Quelle est la bonne orthographe anglaise de « tuque »?

Ce qui demeure obscur, toutefois, est la manière dont le mot « tuque » doit être épelé en anglais. Dans l’ensemble du Canada anglais, le mot est prononcé comme duke plutôt que comme smoke. En français, le mot rime avec « Luc ». Mais l’orthographe plus ancienne, et toujours plus commune dans la plus grande partie du Canada anglais, est « toque », malgré la confusion qui peut se présenter avec un bonnet tricoté, un chapeau sans bord ou une toque de cuisinier, qui sont tous désignés par le même terme. Par exemple, dans son livre de 2015 The Wild in Yo, la prestigieuse poétesse Lorna Crozier relate une rencontre avec un photographe dans la forêt pluviale du Grand Ours, en Colombie-Britannique en disant qu’il portait « une toque de laine désagrégée tirée sur son front ». En fait, Lorna Crozier avait été envoyée dans la région pour écrire un article pour un magazine de voyage en ligne du nom de Toque and Canoe.

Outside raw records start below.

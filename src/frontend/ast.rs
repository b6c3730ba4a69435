use super::token::Token;
use crate::bulk_print;
use crate::interpreter::destruct::Target;

#[derive(Debug, Clone, PartialEq)]
pub enum Expr {
    Binary {
        left: Box<Expr>,
        right: Box<Expr>,
        op: Token,
    },
    Group {
        expr: Box<Expr>,
    },
    Unary {
        right: Box<Expr>,
        op: Token,
    },
    StringLiteral {
        token: Token,
        value: String,
    },
    FloatLiteral {
        token: Token,
        value: f64,
    },
    IntegerLiteral {
        token: Token,
        value: i64,
    },
    BoolLiteral {
        token: Token,
        payload: bool,
    },
    Underscore {
        token: Token,
    },
    NoneLiteral {
        token: Token,
    },
    TupleLiteral {
        token: Token,
        values: Vec<Box<Expr>>,
    },
    ListLiteral {
        token: Token,
        values: Vec<Box<Expr>>,
    },
    Variable {
        name: Token,
    },
    Call {
        callee: Box<Expr>,
        args: Vec<Box<Expr>>,
        token: Token,
    },
    Index {
        token: Token,
        expr: Box<Expr>,
        index: Box<Expr>,
    },
}

#[derive(Debug, Clone, PartialEq)]
pub enum Stmt {
    Expr {
        expr: Expr,
    },
    Assign {
        token: Token,
        target: Target,
        value: Expr,
    },
    Print {
        token: Token,
        values: Vec<Expr>,
    },
}

impl Expr {
    pub fn print(&self) -> String {
        match self {
            Expr::Binary { left, right, op } => {
                format!("({} {} {})", op.print(), left.print(), right.print())
            }
            Expr::Group { expr } => {
                format!("({})", expr.print())
            }
            Expr::Unary { right, op } => {
                format!("({} {})", op.print(), right.print())
            }
            Expr::StringLiteral { token: _, value } => {
                format!("\"{}\"", value)
            }
            Expr::IntegerLiteral { token: _, value } => {
                format!("{}", value)
            }
            Expr::FloatLiteral { token: _, value } => {
                format!("{}", value)
            }
            Expr::BoolLiteral { token: _, payload } => {
                String::from(if *payload { "True" } else { "False" })
            }
            Expr::Underscore { token: _ } => String::from("_"),
            Expr::NoneLiteral { token: _ } => String::from("None"),
            Expr::TupleLiteral { token: _, values } => {
                if !values.is_empty() {
                    format!("(tuple {})", bulk_print!(values, " "))
                } else {
                    String::from("(tuple)")
                }
            }
            Expr::ListLiteral { token: _, values } => {
                if !values.is_empty() {
                    format!("(list {})", bulk_print!(values, " "))
                } else {
                    String::from("(list)")
                }
            }
            Expr::Variable { name } => name.print(),
            Expr::Call {
                callee,
                args,
                token: _,
            } => {
                let mut builder = format!("({}", callee.print());
                if !args.is_empty() {
                    builder += &format!(" {})", bulk_print!(args, " "));
                } else {
                    builder += ")";
                }
                builder
            }
            Expr::Index {
                token: _,
                expr,
                index,
            } => {
                format!("(index {} {})", expr.print(), index.print())
            }
        }
    }

    /// Position of the token that starts this expression, for error reporting
    pub fn position(&self) -> (usize, usize) {
        match self {
            Expr::Binary { left, .. } => left.position(),
            Expr::Group { expr } => expr.position(),
            Expr::Call { callee, .. } => callee.position(),
            Expr::Index { expr, .. } => expr.position(),
            Expr::Variable { name } => name.position,
            Expr::Unary { op: token, .. }
            | Expr::StringLiteral { token, .. }
            | Expr::FloatLiteral { token, .. }
            | Expr::IntegerLiteral { token, .. }
            | Expr::BoolLiteral { token, .. }
            | Expr::Underscore { token }
            | Expr::NoneLiteral { token }
            | Expr::TupleLiteral { token, .. }
            | Expr::ListLiteral { token, .. } => token.position,
        }
    }

    /// The first `_` used as a value anywhere inside this expression
    pub fn find_underscore(&self) -> Option<&Token> {
        match self {
            Expr::Underscore { token } => Some(token),
            Expr::Binary { left, right, .. } => {
                left.find_underscore().or_else(|| right.find_underscore())
            }
            Expr::Group { expr } | Expr::Unary { right: expr, .. } => expr.find_underscore(),
            Expr::TupleLiteral { values, .. } | Expr::ListLiteral { values, .. } => {
                values.iter().find_map(|v| v.find_underscore())
            }
            Expr::Call { callee, args, .. } => callee
                .find_underscore()
                .or_else(|| args.iter().find_map(|a| a.find_underscore())),
            Expr::Index { expr, index, .. } => {
                expr.find_underscore().or_else(|| index.find_underscore())
            }
            _ => None,
        }
    }

    /// Reinterprets a parsed left-hand side as an assignment target
    pub fn to_target(&self) -> Result<Target, &'static str> {
        match self {
            Expr::Variable { name } => Ok(Target::Name(name.value.clone())),
            Expr::Underscore { token: _ } => Ok(Target::Discard),
            Expr::Group { expr } => expr.to_target(),
            Expr::TupleLiteral { token: _, values } | Expr::ListLiteral { token: _, values } => {
                Ok(Target::Nested(
                    values
                        .iter()
                        .map(|v| v.to_target())
                        .collect::<Result<Vec<Target>, &'static str>>()?,
                ))
            }
            _ => Err("invalid assignment target"),
        }
    }
}

impl Stmt {
    pub fn pretty_print(stmts: &[Stmt]) -> String {
        stmts
            .iter()
            .map(|stmt| stmt.print())
            .collect::<Vec<String>>()
            .join("\n")
    }

    pub fn print(&self) -> String {
        match self {
            Stmt::Expr { expr } => expr.print(),
            Stmt::Assign {
                token: _,
                target,
                value,
            } => {
                format!("(assign {} {})", target.print(), value.print())
            }
            Stmt::Print { token: _, values } => {
                if !values.is_empty() {
                    format!("(print {})", bulk_print!(values, " "))
                } else {
                    String::from("(print)")
                }
            }
        }
    }
}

Pour compliquer encore plus les choses, beaucoup de Canadiens préfèrent le compromis que représente l’orthographe « touque ». Les journaux sont divisés sur la question. Dans les premiers mois de 2019, par exemple, un organisateur de festival a incliné sa « touque » dans le Victoria Times-Colonist, un homme porté disparu a été vu pour la dernière fois portant une « tuque » dans le Ottawa Citizen, et un manifestant portait une « toque » avec un message profane dans le Regina Leader-Post. Nous savons tous reconnaître une tuque quand nous en voyons une, mais nous ne nous entendons pas sur la manière d’épeler le mot.

Enfants jouant au Festival des Voyageurs à Winnipeg, au Manitoba, 2009
Enfants jouant au Festival des Voyageurs à Winnipeg, au Manitoba, 2009.
Photo gracieuseté de Simply Col, Flickr.